OBJECTIVE - To examine whether and how improvement of glycemic control by long-term insulin therapy decreases endothelial activation as measured by serum levels of the soluble adhesion molecules sE-selectin and vascular cell adhesion molecule (VCAM-1) and whether the drug used to lower blood glucose in addition to insulin influences such a response. RESEARCH DESIGN AND METHODS - Circulating adhesion molecules were measured before and after 3 and 12 months of therapy in 81 patients with type 2 diabetes and 41 subjects without diabetes.
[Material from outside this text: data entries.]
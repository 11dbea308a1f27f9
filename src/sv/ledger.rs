use sea_orm::sea_query::Expr;
use serde::Serialize;

use crate::{
  entity::{ActorRef, LedgerEntryType, actor, ledger_entry},
  prelude::*,
  sv::actor::resolve,
  utils,
};

pub struct Ledger<'a> {
  db: &'a DatabaseConnection,
}

#[derive(Debug, Clone, Serialize)]
pub struct LedgerSummary {
  pub actor: ActorRef,
  pub balance: i64,
  pub total_earned: i64,
  pub withdrawn: i64,
  pub spent: i64,
  pub last_withdrawal: Option<DateTime>,
}

/// Balance recomputed from the ledger next to the stored counters.
#[derive(Debug, Clone, Serialize)]
pub struct LedgerAudit {
  pub actor: ActorRef,
  pub balance: i64,
  pub total_earned: i64,
  pub credited: i64,
  pub withdrawn: i64,
  pub debited: i64,
}

impl LedgerAudit {
  pub fn expected_balance(&self) -> i64 {
    self.credited - self.withdrawn - self.debited
  }

  pub fn is_consistent(&self) -> bool {
    self.balance == self.expected_balance()
      && self.total_earned == self.credited
      && (0..=self.total_earned).contains(&self.balance)
  }
}

impl<'a> Ledger<'a> {
  pub fn new(db: &'a DatabaseConnection) -> Self {
    Self { db }
  }

  pub async fn summary(&self, actor: ActorRef) -> Result<LedgerSummary> {
    let model = resolve(self.db, actor).await?;
    let totals = totals(self.db, model.id).await?;

    Ok(LedgerSummary {
      actor,
      balance: model.balance,
      total_earned: model.total_earned,
      withdrawn: totals.get(&LedgerEntryType::Withdrawal).copied().unwrap_or(0),
      spent: totals.get(&LedgerEntryType::Debit).copied().unwrap_or(0),
      last_withdrawal: model.last_withdrawal,
    })
  }

  /// Spend from the balance outside of a withdrawal.
  /// Returns the new balance.
  pub async fn spend(
    &self,
    actor: ActorRef,
    amount: i64,
    description: Option<String>,
  ) -> Result<i64> {
    if amount <= 0 {
      return Err(Error::InvalidArgs("Spend amount must be positive".into()));
    }

    let txn = self.db.begin().await?;

    let model = resolve(&txn, actor).await?;
    let balance = debit(
      &txn,
      model.id,
      amount,
      LedgerEntryType::Debit,
      description,
      None,
    )
    .await?;

    txn.commit().await?;

    debug!("{actor} spent {amount}, balance {balance}");
    Ok(balance)
  }

  pub async fn entries(
    &self,
    actor: ActorRef,
    limit: u64,
  ) -> Result<Vec<ledger_entry::Model>> {
    let model = resolve(self.db, actor).await?;

    Ok(
      ledger_entry::Entity::find()
        .filter(ledger_entry::Column::ActorId.eq(model.id))
        .order_by_desc(ledger_entry::Column::CreatedAt)
        .order_by_desc(ledger_entry::Column::Id)
        .limit(limit)
        .all(self.db)
        .await?,
    )
  }

  pub async fn audit(&self, actor: ActorRef) -> Result<LedgerAudit> {
    let model = resolve(self.db, actor).await?;
    let totals = totals(self.db, model.id).await?;
    let total = |ty| totals.get(&ty).copied().unwrap_or(0);

    let audit = LedgerAudit {
      actor,
      balance: model.balance,
      total_earned: model.total_earned,
      credited: total(LedgerEntryType::Commission),
      withdrawn: total(LedgerEntryType::Withdrawal),
      debited: total(LedgerEntryType::Debit),
    };

    if !audit.is_consistent() {
      error!(
        "Ledger mismatch for {actor}: balance {} (expected {}), earned {} (credited {})",
        audit.balance,
        audit.expected_balance(),
        audit.total_earned,
        audit.credited
      );
    }

    Ok(audit)
  }
}

/// Absolute amount moved per entry type.
async fn totals<C: ConnectionTrait>(
  conn: &C,
  actor_id: i64,
) -> Result<HashMap<LedgerEntryType, i64>> {
  let rows: Vec<(LedgerEntryType, Option<i64>)> = ledger_entry::Entity::find()
    .select_only()
    .column(ledger_entry::Column::EntryType)
    .column_as(Expr::col(ledger_entry::Column::Amount).sum(), "total")
    .filter(ledger_entry::Column::ActorId.eq(actor_id))
    .group_by(ledger_entry::Column::EntryType)
    .into_tuple()
    .all(conn)
    .await?;

  Ok(
    rows
      .into_iter()
      .map(|(ty, sum)| (ty, sum.unwrap_or(0).abs()))
      .collect(),
  )
}

/// Add `amount` to both balance and total earned, and record it.
pub(crate) async fn credit<C: ConnectionTrait>(
  conn: &C,
  actor_id: i64,
  amount: i64,
  description: Option<String>,
  reference: Option<String>,
) -> Result<()> {
  let updated = actor::Entity::update_many()
    .col_expr(actor::Column::Balance, Expr::col(actor::Column::Balance).add(amount))
    .col_expr(
      actor::Column::TotalEarned,
      Expr::col(actor::Column::TotalEarned).add(amount),
    )
    .filter(actor::Column::Id.eq(actor_id))
    .exec(conn)
    .await?;

  if updated.rows_affected == 0 {
    return Err(Error::ActorNotFound);
  }

  record(conn, actor_id, amount, LedgerEntryType::Commission, description, reference)
    .await
}

/// Take `amount` from the balance only if it is covered.
/// Returns the new balance.
pub(crate) async fn debit<C: ConnectionTrait>(
  conn: &C,
  actor_id: i64,
  amount: i64,
  entry_type: LedgerEntryType,
  description: Option<String>,
  reference: Option<String>,
) -> Result<i64> {
  let updated = actor::Entity::update_many()
    .col_expr(actor::Column::Balance, Expr::col(actor::Column::Balance).sub(amount))
    .filter(actor::Column::Id.eq(actor_id))
    .filter(actor::Column::Balance.gte(amount))
    .exec(conn)
    .await?;

  let model = actor::Entity::find_by_id(actor_id)
    .one(conn)
    .await?
    .ok_or(Error::ActorNotFound)?;

  if updated.rows_affected == 0 {
    return Err(Error::InsufficientBalance {
      balance: model.balance,
      requested: amount,
    });
  }

  record(conn, actor_id, -amount, entry_type, description, reference).await?;
  Ok(model.balance)
}

async fn record<C: ConnectionTrait>(
  conn: &C,
  actor_id: i64,
  amount: i64,
  entry_type: LedgerEntryType,
  description: Option<String>,
  reference: Option<String>,
) -> Result<()> {
  ledger_entry::ActiveModel {
    id: NotSet,
    actor_id: Set(actor_id),
    amount: Set(amount),
    entry_type: Set(entry_type),
    description: Set(description),
    reference: Set(reference),
    created_at: Set(utils::now()),
  }
  .insert(conn)
  .await?;

  Ok(())
}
The patients were treated with bedtime administration of NPH insulin combined with either glibenclamide (n = 19), metformin (n = 17), glibenclamide and metformin (n = 17), or morning administration of NPH insulin (n = 23). RESULTS - Before insulin therapy, serum sE-selectin level was 71% higher in the patients with type 2 diabetes (77 ± 4 ng/ml) than in the normal subjects (45 ± 3 ng/ml, P < 0.001), whereas levels of sVCAM-1 were comparable (420 ± 25 vs. 400 ± 11 ng/ml, respectively). Glycemic control in all patients improved as judged from a decrease in HbA1c from 9.7 ± 0.2 to 7.6 ± 0.1% (P < 0.001). sE-selectin decreased to 67 ± 4 ng/ml by 3 months (P < 0.001 vs. 0 months) and then remained unchanged until 12 months (70 ± 4 ng/ml, P < 0.001 vs. 0 months), sVCAM-1 levels at 12 months was similar to those at 0 months (416 ± 25 ng/ml). The change in glycemic control, measured by HbA1c but not in other parameters, was correlated with the change of sE-selectin (r = 0.41, P < 0.001) within the patients with type 2 diabetes. The decreases in sE-selectin were not different between the various treatment groups. CONCLUSIONS - We conclude that improvement in glycemic control by administration of insulin alone or insulin combined with either glibenclamide, metformin, or both agents induces a sustained decrease in sE-selectin, the magnitude of which seems to be dependent on the degree of improvement in glycemia. These data suggest that sE-selectin might provide a marker of effects of treatment of chronic hyperglycemia on endothelial activation.